Les autres radios sont plus distantes, sans totalement
ignorer la campagne régionale et municipale. Radio Nostalgie,
à l'instar de la maison mère française, est avant
tout spécialisée dans la musique : elle ne propose donc que des
communiqués laconiques et n'offre le 24 novembre que la divulgation des
résultats heure par heure. Enfin, Dunyaa FM vend des plages
horaires aux partis pour que les meetings soient retransmis en direct.
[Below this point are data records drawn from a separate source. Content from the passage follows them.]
use std::path::{Path, PathBuf};

use serde::{Deserialize, Serialize};
use uuid::Uuid;

/// An image known to the index. Never mutated; re-indexing a file creates a new asset.
#[derive(Debug, Serialize, Deserialize, Clone, PartialEq)]
pub struct MediaAsset {
    pub id: Uuid,
    pub filename: String,
    pub path: String,
    pub category: Option<String>,
}

impl MediaAsset {
    pub fn from_path(path: &Path, category: Option<String>) -> Self {
        Self {
            id: Uuid::new_v4(),
            filename: path
                .file_name()
                .unwrap_or_default()
                .to_string_lossy()
                .to_string(),
            path: path.to_string_lossy().to_string(),
            category,
        }
    }

    pub fn payload(&self) -> AssetPayload {
        AssetPayload {
            filename: self.filename.clone(),
            path: self.path.clone(),
            category: self.category.clone(),
        }
    }
}

/// Payload persisted next to every indexed vector.
#[derive(Debug, Serialize, Deserialize, Clone, PartialEq)]
pub struct AssetPayload {
    pub filename: String,
    pub path: String,
    pub category: Option<String>,
}

#[derive(Debug, Serialize, Deserialize, Clone, Copy, PartialEq, Eq)]
#[serde(rename_all = "lowercase")]
pub enum Distance {
    Cosine,
    Dot,
}

/// Shape of the single named vector slot a collection holds.
#[derive(Debug, Serialize, Deserialize, Clone, PartialEq, Eq)]
pub struct VectorSpec {
    pub name: String,
    pub size: usize,
    pub distance: Distance,
}

/// A vector placed in a named slot.
#[derive(Debug, Clone, PartialEq)]
pub struct NamedVector {
    pub name: String,
    pub values: Vec<f32>,
}

/// One point sent to the vector store.
#[derive(Debug, Clone)]
pub struct IndexedPoint {
    pub id: Uuid,
    pub vector: NamedVector,
    pub payload: AssetPayload,
}

impl IndexedPoint {
    pub fn new(asset: &MediaAsset, vector_name: &str, values: Vec<f32>) -> Self {
        Self {
            id: asset.id,
            vector: NamedVector {
                name: vector_name.to_string(),
                values,
            },
            payload: asset.payload(),
        }
    }
}

/// Payload fields a filter may match on.
#[derive(Debug, Clone, Copy, PartialEq, Eq)]
pub enum PayloadField {
    Filename,
    Path,
    Category,
}

impl PayloadField {
    pub fn column(self) -> &'static str {
        match self {
            Self::Filename => "filename",
            Self::Path => "path",
            Self::Category => "category",
        }
    }

    pub fn value_of(self, payload: &AssetPayload) -> Option<&str> {
        match self {
            Self::Filename => Some(payload.filename.as_str()),
            Self::Path => Some(payload.path.as_str()),
            Self::Category => payload.category.as_deref(),
        }
    }
}

/// Conjunction of payload equality conditions. Empty matches everything.
#[derive(Debug, Clone, Default, PartialEq, Eq)]
pub struct PayloadFilter {
    pub must: Vec<(PayloadField, String)>,
}

impl PayloadFilter {
    pub fn all() -> Self {
        Self::default()
    }

    pub fn category(category: Option<&str>) -> Self {
        Self {
            must: category
                .map(|c| vec![(PayloadField::Category, c.to_string())])
                .unwrap_or_default(),
        }
    }

    pub fn matches(&self, payload: &AssetPayload) -> bool {
        self.must
            .iter()
            .all(|(field, value)| field.value_of(payload) == Some(value.as_str()))
    }
}

/// A stored point returned from a similarity query.
#[derive(Debug, Serialize, Deserialize, Clone, PartialEq)]
pub struct ScoredPoint {
    pub id: Uuid,
    #[serde(flatten)]
    pub payload: AssetPayload,
    pub score: f32,
}

/// Hits ordered by descending score, never longer than the requested top-k.
#[derive(Debug, Serialize, Clone, Default)]
pub struct SearchResults {
    pub points: Vec<ScoredPoint>,
}

impl SearchResults {
    pub fn len(&self) -> usize {
        self.points.len()
    }

    pub fn is_empty(&self) -> bool {
        self.points.is_empty()
    }
}

/// Outcome of copying search hits to a local folder.
#[derive(Debug, Serialize, Clone)]
pub struct SavedResults {
    pub folder: PathBuf,
    pub copied: usize,
    pub failures: Vec<CopyFailure>,
}

#[derive(Debug, Serialize, Clone)]
pub struct CopyFailure {
    pub source: String,
    pub reason: String,
}

/// Summary of a folder ingestion run.
#[derive(Debug, Serialize, Clone, Copy, Default, PartialEq, Eq)]
pub struct IngestReport {
    pub directories: usize,
    pub indexed: usize,
}

/// A collection and the name of its single vector slot.
#[derive(Debug, Clone, PartialEq, Eq)]
pub struct CollectionTarget {
    pub collection: String,
    pub vector_name: String,
}

impl CollectionTarget {
    pub fn new(collection: impl Into<String>, vector_name: impl Into<String>) -> Self {
        Self {
            collection: collection.into(),
            vector_name: vector_name.into(),
        }
    }

    pub fn spec(&self, size: usize) -> VectorSpec {
        VectorSpec {
            name: self.vector_name.clone(),
            size,
            distance: Distance::Cosine,
        }
    }
}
Seul le PS répond à l'offre, le PDS boycottant ce
procédé mercantile. Excepté "cet effort", Dunyaa
ne suit que très modérément les élections
97.
Les radios nouvellement crées pimentent ainsi la
campagne et démocratisent la vie et les débats politiques. Les
chaînes les plus investies, notamment Sud FM, déploient
de nombreux journalistes le jour des élections. Ils communiquent
à leur rédaction en temps réel les résultats des
bureaux de vote dès que ces derniers tombent, rendant de ce fait toute
manipulation électorale périlleuse. En 1996, né
véritablement au Sénégal le pouvoir des médias, ce
dont Abdoulaye Wade se sert pour contester la validité des
élections... avant même le lancement de la campagne officielle.